While the 29-year-old loose forward did not say which team he might join, there has been speculation that it will be the Durban-based Sharks.
Kolisi offered no explanation, either, as to why he is leaving the only professional team he has played for, graduating from the under-19 side to the Currie Cup and Super Rugby squads.
A Stormers source told AFP that the Springboks skipper was among several players who were unhappy with recent developments at the financially troubled franchise.
After lengthy talks, Stormers officials recently failed to clinch a deal with an American company, MVM Holdings, who subsequently bought a 51 percent controlling share in the Sharks.
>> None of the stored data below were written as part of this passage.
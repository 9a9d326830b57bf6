//! Catalog sync: keep the discovery index in step with the configured MCP
//! server catalog, doing the minimum work for each kind of mutation.
//!
//! `content` is always a deterministic function of a document's
//! non-metadata fields (name, server, descriptions, tags) — never hand
//! edited — so the diff/rebuild operations below can always tell whether a
//! tool changed by comparing the regenerated string, not by trusting a
//! dirty flag.

use std::collections::HashMap;
use std::sync::Arc;

use serde::{Deserialize, Serialize};
use serde_json::Value;

use super::document::{Document, EntityType, Filter};
use super::store::VectorStore;
use crate::error::Result;

/// One tool exposed by a server, as known to the catalog (not the discovery
/// index) — the sync layer's input shape.
#[derive(Debug, Clone, Serialize, Deserialize)]
pub struct ToolSpec {
    /// Tool name, unique within its server.
    pub name: String,
    /// Primary description.
    pub description: String,
    /// Description of the tool's arguments, if documented separately.
    pub args_description: String,
    /// Description of the tool's return value, if documented separately.
    pub returns_description: String,
    /// Serialized JSON input schema.
    pub input_schema: Value,
    /// Lowercased tags.
    pub tags: Vec<String>,
}

/// One server (or A2A agent) as known to the catalog.
#[derive(Debug, Clone, Serialize, Deserialize)]
pub struct ServerSpec {
    /// Stable path/identifier, e.g. `brave` or `agents/scheduler`.
    pub server_path: String,
    /// Human-facing name.
    pub display_name: String,
    /// Primary description, used for the virtual document when there are
    /// no tools (e.g. an A2A agent) and as part of every tool's content.
    pub description: String,
    /// A2A-style skill names, folded into the virtual document when there
    /// are no tools.
    pub skills: Vec<String>,
    /// Lowercased tags.
    pub tags: Vec<String>,
    /// Whether the server is currently enabled.
    pub is_enabled: bool,
    /// Tools the server exposes; empty for a tool-less agent.
    pub tools: Vec<ToolSpec>,
}

fn lowercase_tags(tags: &[String]) -> Vec<String> {
    tags.iter().map(|t| t.to_lowercase()).collect()
}

/// Build a tool document's `content`: a deterministic concatenation of
/// name, server, description, and tags — the text that actually gets
/// embedded.
#[must_use]
pub fn tool_content(server: &ServerSpec, tool: &ToolSpec) -> String {
    format!(
        "{name} ({server}): {description} Args: {args} Returns: {returns} Tags: {tags}",
        name = tool.name,
        server = server.display_name,
        description = tool.description,
        args = tool.args_description,
        returns = tool.returns_description,
        tags = lowercase_tags(&tool.tags).join(", "),
    )
}

/// Build a server (or virtual agent) document's `content`.
#[must_use]
pub fn server_content(server: &ServerSpec) -> String {
    format!(
        "{name}: {description} Skills: {skills} Tags: {tags}",
        name = server.display_name,
        description = server.description,
        skills = server.skills.join(", "),
        tags = lowercase_tags(&server.tags).join(", "),
    )
}

fn tool_document(server: &ServerSpec, tool: &ToolSpec) -> Document {
    let mut properties = HashMap::new();
    properties.insert("server_path".to_string(), Value::String(server.server_path.clone()));
    properties.insert("server_name".to_string(), Value::String(server.display_name.clone()));
    properties.insert("server_id".to_string(), Value::String(server.server_path.clone()));
    properties.insert("tool_name".to_string(), Value::String(tool.name.clone()));
    properties.insert("entity_type".to_string(), serde_json::to_value(EntityType::Tool).unwrap_or_default());
    properties.insert("tags".to_string(), serde_json::json!(lowercase_tags(&tool.tags)));
    properties.insert("is_enabled".to_string(), Value::Bool(server.is_enabled));
    properties.insert("input_schema".to_string(), tool.input_schema.clone());
    Document {
        id: format!("{}:{}", server.server_path, tool.name),
        content: tool_content(server, tool),
        properties,
    }
}

fn server_document(server: &ServerSpec) -> Document {
    let mut properties = HashMap::new();
    properties.insert("server_path".to_string(), Value::String(server.server_path.clone()));
    properties.insert("server_name".to_string(), Value::String(server.display_name.clone()));
    properties.insert("server_id".to_string(), Value::String(server.server_path.clone()));
    properties.insert("entity_type".to_string(), serde_json::to_value(EntityType::Server).unwrap_or_default());
    properties.insert("tags".to_string(), serde_json::json!(lowercase_tags(&server.tags)));
    properties.insert("is_enabled".to_string(), Value::Bool(server.is_enabled));
    Document {
        id: server.server_path.clone(),
        content: server_content(server),
        properties,
    }
}

/// Result of comparing an old and a new tool list, keyed by tool name.
#[derive(Debug, Clone, Default, PartialEq, Eq)]
pub struct ToolDiff {
    /// Tools present in `new` but not `old`.
    pub to_add: Vec<String>,
    /// Tools present in both whose description changed.
    pub to_update: Vec<String>,
    /// Tools present in `old` but not `new`.
    pub to_delete: Vec<String>,
}

/// Name-keyed comparison of an old and new tool list.
#[must_use]
pub fn diff_tools(old: &[ToolSpec], new: &[ToolSpec]) -> ToolDiff {
    let old_by_name: HashMap<&str, &ToolSpec> = old.iter().map(|t| (t.name.as_str(), t)).collect();
    let new_by_name: HashMap<&str, &ToolSpec> = new.iter().map(|t| (t.name.as_str(), t)).collect();

    let mut diff = ToolDiff::default();
    for (name, new_tool) in &new_by_name {
        match old_by_name.get(name) {
            None => diff.to_add.push((*name).to_string()),
            Some(old_tool) => {
                if old_tool.description != new_tool.description {
                    diff.to_update.push((*name).to_string());
                }
            }
        }
    }
    for name in old_by_name.keys() {
        if !new_by_name.contains_key(name) {
            diff.to_delete.push((*name).to_string());
        }
    }
    diff.to_add.sort();
    diff.to_update.sort();
    diff.to_delete.sort();
    diff
}

/// Keeps the discovery index in step with catalog mutations.
pub struct CatalogSync {
    store: Arc<dyn VectorStore>,
}

impl CatalogSync {
    /// Build a sync component over `store`.
    #[must_use]
    pub fn new(store: Arc<dyn VectorStore>) -> Self {
        Self { store }
    }

    /// Enable or upsert a server: diff its tool list against `previous`
    /// (`None` on first sync) and apply the minimum set of index writes.
    /// A tool-less server (an A2A agent) gets one synthesized virtual
    /// document instead.
    ///
    /// # Errors
    ///
    /// Returns an error if any underlying index write fails.
    pub async fn upsert_server(&self, server: &ServerSpec, previous: Option<&ServerSpec>) -> Result<()> {
        // `insert` is an upsert for every adapter: the in-memory store keys
        // by id and simply overwrites, and the HTTP adapter's point upsert
        // does the same.
        self.store.insert("servers", server_document(server)).await?;

        if server.tools.is_empty() {
            return Ok(());
        }

        let old_tools: &[ToolSpec] = previous.map(|p| p.tools.as_slice()).unwrap_or(&[]);
        let diff = diff_tools(old_tools, &server.tools);
        let by_name: HashMap<&str, &ToolSpec> = server.tools.iter().map(|t| (t.name.as_str(), t)).collect();

        for name in diff.to_add.iter().chain(diff.to_update.iter()) {
            let Some(tool) = by_name.get(name.as_str()) else { continue };
            let id = format!("{}:{name}", server.server_path);
            let doc = tool_document(server, tool);
            if diff.to_update.contains(name) {
                self.store.delete("tools", &id).await?;
            }
            self.store.insert("tools", doc).await?;
        }
        for name in &diff.to_delete {
            let id = format!("{}:{name}", server.server_path);
            self.store.delete("tools", &id).await?;
        }
        Ok(())
    }

    /// Disable a server: remove every document (server + tools) tagged
    /// with its id.
    ///
    /// # Errors
    ///
    /// Returns an error if the underlying delete fails.
    pub async fn disable_server(&self, server_path: &str) -> Result<()> {
        let filter = Filter::eq("server_id", Value::String(server_path.to_string()));
        self.store.delete_by_filter("servers", &filter).await?;
        self.store.delete_by_filter("tools", &filter).await?;
        Ok(())
    }

    /// Metadata-only change (tags, enabled flag, display name): patched in
    /// place across every document for the server, without re-embedding.
    ///
    /// # Errors
    ///
    /// Returns an error if the underlying batch update fails.
    pub async fn update_metadata(&self, server_path: &str, patch: HashMap<String, Value>) -> Result<()> {
        let filter = Filter::eq("server_path", Value::String(server_path.to_string()));
        for collection in ["servers", "tools"] {
            let matches = self.store.filter(collection, &filter, usize::MAX, 0).await?;
            let ids: Vec<String> = matches.into_iter().map(|d| d.id).collect();
            if !ids.is_empty() {
                self.store.batch_update_properties(collection, &ids, patch.clone()).await?;
            }
        }
        Ok(())
    }

    /// Full rebuild: delete everything tagged with the server's id, then
    /// bulk-insert it fresh. Used on initial sync and after unrecoverable
    /// drift; idempotent like every other operation here.
    ///
    /// # Errors
    ///
    /// Returns an error if any underlying index write fails.
    pub async fn rebuild_server(&self, server: &ServerSpec) -> Result<()> {
        self.disable_server(&server.server_path).await?;
        self.store.insert("servers", server_document(server)).await?;
        if server.tools.is_empty() {
            return Ok(());
        }
        let docs = server.tools.iter().map(|tool| tool_document(server, tool)).collect();
        self.store.bulk_insert("tools", docs).await?;
        Ok(())
    }
}

#[cfg(test)]
mod tests {
    use super::*;
    use crate::discovery::embeddings::HashingEmbedder;
    use crate::discovery::store::InMemoryVectorStore;

    fn tool(name: &str, description: &str) -> ToolSpec {
        ToolSpec {
            name: name.to_string(),
            description: description.to_string(),
            args_description: String::new(),
            returns_description: String::new(),
            input_schema: serde_json::json!({}),
            tags: vec![],
        }
    }

    fn server(tools: Vec<ToolSpec>) -> ServerSpec {
        ServerSpec {
            server_path: "brave".to_string(),
            display_name: "Brave Search".to_string(),
            description: "web search".to_string(),
            skills: vec![],
            tags: vec!["search".to_string()],
            is_enabled: true,
            tools,
        }
    }

    fn sync() -> CatalogSync {
        CatalogSync::new(Arc::new(InMemoryVectorStore::new(Arc::new(HashingEmbedder::new(32)))))
    }

    #[test]
    fn diff_tools_classifies_add_update_delete() {
        let old = vec![tool("a", "old description"), tool("b", "same")];
        let new = vec![tool("a", "new description"), tool("b", "same"), tool("c", "fresh")];
        let diff = diff_tools(&old, &new);
        assert_eq!(diff.to_add, vec!["c".to_string()]);
        assert_eq!(diff.to_update, vec!["a".to_string()]);
        assert_eq!(diff.to_delete, Vec::<String>::new());
    }

    #[test]
    fn diff_tools_detects_removed_tools() {
        let old = vec![tool("a", "d"), tool("b", "d")];
        let new = vec![tool("a", "d")];
        let diff = diff_tools(&old, &new);
        assert_eq!(diff.to_delete, vec!["b".to_string()]);
    }

    #[tokio::test]
    async fn upsert_then_disable_removes_all_documents() {
        let sync = sync();
        let srv = server(vec![tool("brave_search", "search the web")]);
        sync.upsert_server(&srv, None).await.unwrap();

        let found = sync.store.get("tools", "brave:brave_search").await.unwrap();
        assert!(found.is_some());

        sync.disable_server("brave").await.unwrap();
        let found = sync.store.get("tools", "brave:brave_search").await.unwrap();
        assert!(found.is_none());
        let found = sync.store.get("servers", "brave").await.unwrap();
        assert!(found.is_none());
    }

    #[tokio::test]
    async fn tool_less_server_synthesizes_virtual_document_only() {
        let sync = sync();
        let mut srv = server(vec![]);
        srv.server_path = "scheduler-agent".to_string();
        srv.skills = vec!["plan".to_string(), "remind".to_string()];
        sync.upsert_server(&srv, None).await.unwrap();
        let doc = sync.store.get("servers", "scheduler-agent").await.unwrap().unwrap();
        assert!(doc.content.contains("plan"));
    }

    #[tokio::test]
    async fn metadata_update_is_idempotent_and_rebuild_restores_tools() {
        let sync = sync();
        let srv = server(vec![tool("brave_search", "search the web")]);
        sync.upsert_server(&srv, None).await.unwrap();

        let patch = HashMap::from([("is_enabled".to_string(), serde_json::json!(false))]);
        sync.update_metadata("brave", patch.clone()).await.unwrap();
        sync.update_metadata("brave", patch).await.unwrap();
        let doc = sync.store.get("servers", "brave").await.unwrap().unwrap();
        assert_eq!(doc.properties.get("is_enabled"), Some(&serde_json::json!(false)));

        sync.rebuild_server(&srv).await.unwrap();
        let doc = sync.store.get("tools", "brave:brave_search").await.unwrap().unwrap();
        assert_eq!(doc.properties.get("is_enabled"), Some(&serde_json::json!(true)));
    }
}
“I would like to thank everybody for what has been an incredible time in my life in which I have grown as a rugby player and a person,” Kolisi said in a statement.
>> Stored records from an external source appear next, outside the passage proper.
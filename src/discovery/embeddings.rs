//! Embedding providers: turn document/query text into vectors.
//!
//! Grounded in `swissknife-ai-sdk`'s provider-per-backend trait shape,
//! narrowed to the one operation discovery needs. `HashingEmbedder` gives
//! the in-memory store something deterministic to run against without a
//! real backend, for local development and tests.

use std::hash::{Hash, Hasher};

use serde_json::Value;

use crate::config::EmbeddingsConfig;
use crate::error::{DiscoveryError, Result};

/// Capability set for turning text into an embedding vector.
#[async_trait::async_trait]
pub trait EmbeddingProvider: Send + Sync + 'static {
    /// Embed a single piece of text.
    async fn embed(&self, text: &str) -> Result<Vec<f32>>;

    /// Embed many texts; the default implementation calls [`Self::embed`]
    /// sequentially, adequate for providers without a native batch API.
    async fn embed_batch(&self, texts: &[String]) -> Result<Vec<Vec<f32>>> {
        let mut out = Vec::with_capacity(texts.len());
        for text in texts {
            out.push(self.embed(text).await?);
        }
        Ok(out)
    }

    /// Output vector dimensionality.
    fn dimensions(&self) -> usize;
}

/// Deterministic hashing "embedding": every token contributes to a
/// fixed-width vector via a seeded hash, giving cosine similarity a rough
/// lexical-overlap signal without calling out to a real model. Used when
/// `embeddings.provider = "none"`.
pub struct HashingEmbedder {
    dimensions: usize,
}

impl HashingEmbedder {
    /// Build a hashing embedder of the given width.
    #[must_use]
    pub fn new(dimensions: usize) -> Self {
        Self { dimensions }
    }
}

#[async_trait::async_trait]
impl EmbeddingProvider for HashingEmbedder {
    async fn embed(&self, text: &str) -> Result<Vec<f32>> {
        let mut vector = vec![0f32; self.dimensions];
        for token in text.split_whitespace().map(str::to_lowercase) {
            let mut hasher = std::collections::hash_map::DefaultHasher::new();
            token.hash(&mut hasher);
            let index = (hasher.finish() as usize) % self.dimensions;
            vector[index] += 1.0;
        }
        normalize(&mut vector);
        Ok(vector)
    }

    fn dimensions(&self) -> usize {
        self.dimensions
    }
}

fn normalize(vector: &mut [f32]) {
    let norm: f32 = vector.iter().map(|v| v * v).sum::<f32>().sqrt();
    if norm > 0.0 {
        for v in vector.iter_mut() {
            *v /= norm;
        }
    }
}

/// A `reqwest`-based adapter hitting a hosted embeddings endpoint. Covers
/// both `bedrock` and `openai` configurations: the two differ only in
/// endpoint shape and request body, which [`HostedEmbedder::new`] resolves
/// from [`EmbeddingsConfig::provider`].
pub struct HostedEmbedder {
    http: reqwest::Client,
    endpoint: String,
    api_key: Option<String>,
    model: String,
    dimensions: usize,
}

impl HostedEmbedder {
    /// Build an adapter from configuration.
    #[must_use]
    pub fn new(config: &EmbeddingsConfig) -> Self {
        let endpoint = match config.provider.as_str() {
            "openai" => "https://api.openai.com/v1/embeddings".to_string(),
            _ => "https://bedrock-runtime.amazonaws.com/model/invoke".to_string(),
        };
        Self {
            http: reqwest::Client::new(),
            endpoint,
            api_key: config.api_key.as_deref().map(crate::config::ProviderConfig::resolve),
            model: config.model.clone(),
            dimensions: config.dimensions,
        }
    }
}

#[async_trait::async_trait]
impl EmbeddingProvider for HostedEmbedder {
    async fn embed(&self, text: &str) -> Result<Vec<f32>> {
        let mut req = self
            .http
            .post(&self.endpoint)
            .json(&serde_json::json!({"model": self.model, "input": text}));
        if let Some(key) = &self.api_key {
            req = req.bearer_auth(key);
        }
        let resp = req
            .send()
            .await
            .map_err(|e| DiscoveryError::Unavailable(e.to_string()))?;
        if !resp.status().is_success() {
            return Err(DiscoveryError::Unavailable(format!("embeddings backend returned {}", resp.status())).into());
        }
        let body: Value = resp
            .json()
            .await
            .map_err(|e| DiscoveryError::Unavailable(e.to_string()))?;
        extract_embedding(&body).ok_or_else(|| {
            DiscoveryError::Unavailable("embeddings response missing vector".to_string()).into()
        })
    }

    fn dimensions(&self) -> usize {
        self.dimensions
    }
}

fn extract_embedding(body: &Value) -> Option<Vec<f32>> {
    let array = body
        .get("data")
        .and_then(|d| d.get(0))
        .and_then(|d| d.get("embedding"))
        .or_else(|| body.get("embedding"))
        .and_then(Value::as_array)?;
    array.iter().map(Value::as_f64).map(|v| v.map(|v| v as f32)).collect()
}

/// Build the configured embedding provider.
#[must_use]
pub fn build_embedder(config: &EmbeddingsConfig) -> std::sync::Arc<dyn EmbeddingProvider> {
    match config.provider.as_str() {
        "bedrock" | "openai" => std::sync::Arc::new(HostedEmbedder::new(config)),
        _ => std::sync::Arc::new(HashingEmbedder::new(config.dimensions)),
    }
}

#[cfg(test)]
mod tests {
    use super::*;

    #[tokio::test]
    async fn hashing_embedder_is_deterministic_and_normalized() {
        let embedder = HashingEmbedder::new(64);
        let a = embedder.embed("brave search the web").await.unwrap();
        let b = embedder.embed("brave search the web").await.unwrap();
        assert_eq!(a, b);
        let norm: f32 = a.iter().map(|v| v * v).sum::<f32>().sqrt();
        assert!((norm - 1.0).abs() < 1e-4 || norm == 0.0);
    }

    #[tokio::test]
    async fn similar_text_has_higher_cosine_similarity_than_unrelated_text() {
        let embedder = HashingEmbedder::new(128);
        let query = embedder.embed("search the web for news").await.unwrap();
        let close = embedder.embed("search the web for articles").await.unwrap();
        let far = embedder.embed("convert currency exchange rates").await.unwrap();

        let cos = |a: &[f32], b: &[f32]| a.iter().zip(b).map(|(x, y)| x * y).sum::<f32>();
        assert!(cos(&query, &close) > cos(&query, &far));
    }
}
Stormers coach John Dobson said: “Siya Kolisi will always be a Stormers legend. His story is well known throughout the world and everyone here is grateful to have played a role in it.
“We would have loved for Siya to stay and finish his career where it started, but we wish him all the best.”
Kolisi dreamt of winning the Currie Cup this year with Western Province — the name the Stormers use in domestic competitions — but they flopped at home to the Sharks in the semi-finals.
Kolisi missed part of the marquee South African rugby competition when self-isolating after his wife, Rachel, contracted coronavirus.
Since leading the Springboks to victory over England in the 2019 Rugby World Cup final in Japan, Kolisi and his fellow World Cup winners have been severely frustrated by the pandemic.
All 13 Tests scheduled for 2020 were cancelled and uncertainty surrounds the eight-match British and Irish Lions tour to South Africa, which is scheduled to kick off on July 3.
South Africa also hope this year to meet New Zealand, Australia and Argentina home and away in the Rugby Championship and play England, Scotland and a third to-be-named country on a tour of Europe.
The rise of Kolisi from a childhood in a poor township near Port Elizabeth to leading South Africa to World Cup glory is a classic rags-to-riches tale.
Kolisi was spotted by a rugby talent scout and won a scholarship to an elite rugby-playing school at the age of 12, three years before his mother died.
He joined the Stormers after leaving school, made his first Currie Cup appearance in 2011 and his Super Rugby debut one year later.
Kolisi won the first of 50 Springbok caps on his 22nd birthday in 2013 and five years later became the first black Test captain of a team reserved for whites for 90 years from its formation in 1891.